Abstract
Insider trading (i.e., "informed market manipulation") use private information to illegally profit. However, it is not necessary to have trading related information to profit in a stock market. If a trader can generate false information in order to mislead other market participants, he or she can make a profit. This is commonly termed "uninformed market manipulation."
Modelling stock markets provides a means to test market manipulation theories. This thesis presents such market models to describe different aspects of complex behaviour in stock markets and stock manipulation. This research is shown to be the first to characterise trade-based manipulation in a single realistic model of a limit order market.
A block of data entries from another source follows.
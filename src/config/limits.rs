use serde::{Deserialize, Serialize};

/// Capability switches. Disabled features are skipped, not reported as errors.
#[derive(Debug, Clone, PartialEq, Eq, Serialize, Deserialize)]
pub struct FeaturesConfig {
    #[serde(default = "default_enabled")]
    pub risk_detection: bool,

    #[serde(default = "default_enabled")]
    pub fp_fn_estimation: bool,
}

impl Default for FeaturesConfig {
    fn default() -> Self {
        Self {
            risk_detection: default_enabled(),
            fp_fn_estimation: default_enabled(),
        }
    }
}

/// Work caps for the false-positive/negative estimator.
#[derive(Debug, Clone, PartialEq, Eq, Serialize, Deserialize)]
pub struct EstimatorConfig {
    /// Seed candidates considered from match records.
    #[serde(default = "default_max_candidates")]
    pub max_candidates: usize,

    /// Characters kept from each sample line.
    #[serde(default = "default_max_line_chars")]
    pub max_line_chars: usize,

    /// Variant tests across both lists combined.
    #[serde(default = "default_max_total_work")]
    pub max_total_work: usize,

    /// Engine step budget for a single variant test.
    #[serde(default = "default_test_step_limit")]
    pub test_step_limit: u64,
}

impl Default for EstimatorConfig {
    fn default() -> Self {
        Self {
            max_candidates: default_max_candidates(),
            max_line_chars: default_max_line_chars(),
            max_total_work: default_max_total_work(),
            test_step_limit: default_test_step_limit(),
        }
    }
}

/// Timing probe run when backtracking shapes are detected.
#[derive(Debug, Clone, PartialEq, Eq, Serialize, Deserialize)]
pub struct ProbeConfig {
    #[serde(default = "default_enabled")]
    pub enabled: bool,

    /// Probe durations above this are attached to the warning.
    #[serde(default = "default_threshold_ms")]
    pub threshold_ms: u64,

    #[serde(default = "default_probe_step_limit")]
    pub step_limit: u64,
}

impl Default for ProbeConfig {
    fn default() -> Self {
        Self {
            enabled: default_enabled(),
            threshold_ms: default_threshold_ms(),
            step_limit: default_probe_step_limit(),
        }
    }
}

/// Limits for running the pattern over sample text.
#[derive(Debug, Clone, PartialEq, Eq, Serialize, Deserialize)]
pub struct ExecutionConfig {
    #[serde(default = "default_max_matches")]
    pub max_matches: usize,

    #[serde(default = "default_execution_step_limit")]
    pub step_limit: u64,
}

impl Default for ExecutionConfig {
    fn default() -> Self {
        Self {
            max_matches: default_max_matches(),
            step_limit: default_execution_step_limit(),
        }
    }
}

pub fn default_enabled() -> bool {
    true
}

pub fn default_max_candidates() -> usize {
    250
}

pub fn default_max_line_chars() -> usize {
    500
}

pub fn default_max_total_work() -> usize {
    2000
}

pub fn default_test_step_limit() -> u64 {
    100_000
}

pub fn default_threshold_ms() -> u64 {
    40
}

pub fn default_probe_step_limit() -> u64 {
    5_000_000
}

pub fn default_max_matches() -> usize {
    1000
}

pub fn default_execution_step_limit() -> u64 {
    1_000_000
}
//! Character predicates used by the matcher: shorthand classes, line
//! terminators, case folding and a compact Unicode property table.
//!
//! Property matching is approximate. It is built on the `char` predicates of
//! the standard library plus hand-maintained block ranges for scripts, which
//! is enough to execute sample text but is not a full UCD implementation.

pub fn is_line_terminator(c: char) -> bool {
    matches!(c, '\n' | '\r' | '\u{2028}' | '\u{2029}')
}

pub fn is_word_char(c: char) -> bool {
    c.is_ascii_alphanumeric() || c == '_'
}

/// ECMAScript `\s`: WhiteSpace plus LineTerminator.
pub fn is_space(c: char) -> bool {
    (c.is_whitespace() && c != '\u{85}') || c == '\u{FEFF}'
}

/// Simple case fold used for case-insensitive comparison.
pub fn fold(c: char) -> char {
    let mut lower = c.to_lowercase();
    match (lower.next(), lower.next()) {
        (Some(l), None) => l,
        _ => c,
    }
}

/// Upper-case counterpart when it maps to a single char.
pub fn upper(c: char) -> char {
    let mut up = c.to_uppercase();
    match (up.next(), up.next()) {
        (Some(u), None) => u,
        _ => c,
    }
}

#[derive(Debug, Clone, Copy, PartialEq, Eq)]
pub enum Category {
    Letter,
    UppercaseLetter,
    LowercaseLetter,
    Number,
    DecimalNumber,
    Punctuation,
    Symbol,
    Separator,
    SpaceSeparator,
    Control,
}

#[derive(Debug, Clone, Copy, PartialEq, Eq)]
pub enum Script {
    Latin,
    Greek,
    Cyrillic,
    Han,
    Hiragana,
    Katakana,
    Arabic,
    Hebrew,
}

#[derive(Debug, Clone, Copy, PartialEq, Eq)]
pub enum Property {
    Any,
    Ascii,
    AsciiHexDigit,
    Alphabetic,
    WhiteSpace,
    Uppercase,
    Lowercase,
    Category(Category),
    Script(Script),
}

impl Property {
    /// Resolves `\p{name}` or `\p{name=value}`.
    pub fn lookup(name: &str, value: Option<&str>) -> Option<Property> {
        match value {
            None => binary_property(name).or_else(|| category(name).map(Property::Category)),
            Some(value) => match name {
                "General_Category" | "gc" => category(value).map(Property::Category),
                "Script" | "sc" | "Script_Extensions" | "scx" => {
                    script(value).map(Property::Script)
                }
                _ => None,
            },
        }
    }

    pub fn matches(&self, c: char) -> bool {
        match self {
            Property::Any => true,
            Property::Ascii => c.is_ascii(),
            Property::AsciiHexDigit => c.is_ascii_hexdigit(),
            Property::Alphabetic => c.is_alphabetic(),
            Property::WhiteSpace => c.is_whitespace(),
            Property::Uppercase => c.is_uppercase(),
            Property::Lowercase => c.is_lowercase(),
            Property::Category(cat) => category_matches(*cat, c),
            Property::Script(script) => in_ranges(script_ranges(*script), c),
        }
    }
}

fn binary_property(name: &str) -> Option<Property> {
    let property = match name {
        "Any" => Property::Any,
        "ASCII" => Property::Ascii,
        "ASCII_Hex_Digit" | "AHex" => Property::AsciiHexDigit,
        "Alphabetic" | "Alpha" => Property::Alphabetic,
        "White_Space" | "space" => Property::WhiteSpace,
        "Uppercase" | "Upper" => Property::Uppercase,
        "Lowercase" | "Lower" => Property::Lowercase,
        _ => return None,
    };
    Some(property)
}

fn category(name: &str) -> Option<Category> {
    let category = match name {
        "L" | "Letter" => Category::Letter,
        "Lu" | "Uppercase_Letter" => Category::UppercaseLetter,
        "Ll" | "Lowercase_Letter" => Category::LowercaseLetter,
        "N" | "Number" => Category::Number,
        "Nd" | "Decimal_Number" | "digit" => Category::DecimalNumber,
        "P" | "Punctuation" | "punct" => Category::Punctuation,
        "S" | "Symbol" => Category::Symbol,
        "Z" | "Separator" => Category::Separator,
        "Zs" | "Space_Separator" => Category::SpaceSeparator,
        "Cc" | "Control" | "cntrl" => Category::Control,
        _ => return None,
    };
    Some(category)
}

fn script(name: &str) -> Option<Script> {
    let script = match name {
        "Latin" | "Latn" => Script::Latin,
        "Greek" | "Grek" => Script::Greek,
        "Cyrillic" | "Cyrl" => Script::Cyrillic,
        "Han" | "Hani" => Script::Han,
        "Hiragana" | "Hira" => Script::Hiragana,
        "Katakana" | "Kana" => Script::Katakana,
        "Arabic" | "Arab" => Script::Arabic,
        "Hebrew" | "Hebr" => Script::Hebrew,
        _ => return None,
    };
    Some(script)
}

fn category_matches(category: Category, c: char) -> bool {
    match category {
        Category::Letter => c.is_alphabetic() && !c.is_numeric(),
        Category::UppercaseLetter => c.is_uppercase() && c.is_alphabetic(),
        Category::LowercaseLetter => c.is_lowercase() && c.is_alphabetic(),
        Category::Number => c.is_numeric(),
        Category::DecimalNumber => is_decimal_digit(c),
        Category::Punctuation => is_punctuation(c),
        Category::Symbol => is_symbol(c),
        Category::Separator => is_space_separator(c) || matches!(c, '\u{2028}' | '\u{2029}'),
        Category::SpaceSeparator => is_space_separator(c),
        Category::Control => c.is_control(),
    }
}

fn in_ranges(ranges: &[(char, char)], c: char) -> bool {
    ranges.iter().any(|&(lo, hi)| lo <= c && c <= hi)
}

fn is_decimal_digit(c: char) -> bool {
    const DIGIT_BLOCKS: &[(char, char)] = &[
        ('0', '9'),
        ('\u{0660}', '\u{0669}'),
        ('\u{06F0}', '\u{06F9}'),
        ('\u{0966}', '\u{096F}'),
        ('\u{09E6}', '\u{09EF}'),
        ('\u{0E50}', '\u{0E59}'),
        ('\u{FF10}', '\u{FF19}'),
    ];
    in_ranges(DIGIT_BLOCKS, c)
}

fn is_punctuation(c: char) -> bool {
    if c.is_ascii() {
        return c.is_ascii_punctuation() && !is_symbol(c);
    }
    matches!(c,
        '\u{00A1}' | '\u{00A7}' | '\u{00AB}' | '\u{00B6}' | '\u{00B7}' | '\u{00BB}' | '\u{00BF}'
        | '\u{2010}'..='\u{2027}'
        | '\u{2030}'..='\u{205E}'
        | '\u{3001}'..='\u{3003}'
        | '\u{3008}'..='\u{3011}'
        | '\u{FF01}'..='\u{FF0F}')
}

fn is_symbol(c: char) -> bool {
    matches!(c,
        '$' | '+' | '<' | '=' | '>' | '^' | '`' | '|' | '~'
        | '\u{00A2}'..='\u{00A6}'
        | '\u{00A9}' | '\u{00AC}' | '\u{00AE}'..='\u{00B1}' | '\u{00D7}' | '\u{00F7}'
        | '\u{20A0}'..='\u{20CF}'
        | '\u{2100}'..='\u{214F}'
        | '\u{2190}'..='\u{23FF}'
        | '\u{2500}'..='\u{27BF}'
        | '\u{1F300}'..='\u{1FAFF}')
}

fn is_space_separator(c: char) -> bool {
    matches!(c,
        ' ' | '\u{00A0}' | '\u{1680}' | '\u{2000}'..='\u{200A}' | '\u{202F}' | '\u{205F}' | '\u{3000}')
}

fn script_ranges(script: Script) -> &'static [(char, char)] {
    match script {
        Script::Latin => &[
            ('A', 'Z'),
            ('a', 'z'),
            ('\u{00AA}', '\u{00AA}'),
            ('\u{00BA}', '\u{00BA}'),
            ('\u{00C0}', '\u{00D6}'),
            ('\u{00D8}', '\u{00F6}'),
            ('\u{00F8}', '\u{024F}'),
            ('\u{1E00}', '\u{1EFF}'),
            ('\u{2C60}', '\u{2C7F}'),
            ('\u{A720}', '\u{A7FF}'),
            ('\u{FF21}', '\u{FF3A}'),
            ('\u{FF41}', '\u{FF5A}'),
        ],
        Script::Greek => &[('\u{0370}', '\u{03FF}'), ('\u{1F00}', '\u{1FFF}')],
        Script::Cyrillic => &[
            ('\u{0400}', '\u{052F}'),
            ('\u{2DE0}', '\u{2DFF}'),
            ('\u{A640}', '\u{A69F}'),
        ],
        Script::Han => &[
            ('\u{2E80}', '\u{2FDF}'),
            ('\u{3005}', '\u{3005}'),
            ('\u{3007}', '\u{3007}'),
            ('\u{3021}', '\u{3029}'),
            ('\u{3400}', '\u{4DBF}'),
            ('\u{4E00}', '\u{9FFF}'),
            ('\u{F900}', '\u{FAFF}'),
            ('\u{20000}', '\u{2FA1F}'),
        ],
        Script::Hiragana => &[('\u{3041}', '\u{309F}')],
        Script::Katakana => &[
            ('\u{30A0}', '\u{30FF}'),
            ('\u{31F0}', '\u{31FF}'),
            ('\u{FF66}', '\u{FF9D}'),
        ],
        Script::Arabic => &[
            ('\u{0600}', '\u{06FF}'),
            ('\u{0750}', '\u{077F}'),
            ('\u{08A0}', '\u{08FF}'),
            ('\u{FB50}', '\u{FDFF}'),
            ('\u{FE70}', '\u{FEFF}'),
        ],
        Script::Hebrew => &[('\u{0591}', '\u{05F4}'), ('\u{FB1D}', '\u{FB4F}')],
    }
}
We discuss the characteristics of stock manipulation by considering trading related information, and present a simple framework for manipulation. Realistic market micro-structure models are presented to characterise stock market and trader behaviour. A belief structure of a stock trader is characterised. This model allows us to control and tune trader beliefs explicitly in order to analyse their learning processes and effects on the order book. Models are then used to explain real stock market behaviour. The impacts of heterogeneous trader types on these models are considered. Finally, stock manipulation scenarios are characterised as external processes and introduced to our computational market, thus allowing stock manipulation models to be built.
Using these manipulation models, simplified formal explanations for manipulation scenarios are presented. The resulting models are used to address current theories regarding manipulation and in explaining the profitability and detectability of manipulation in liquid and illiquid markets.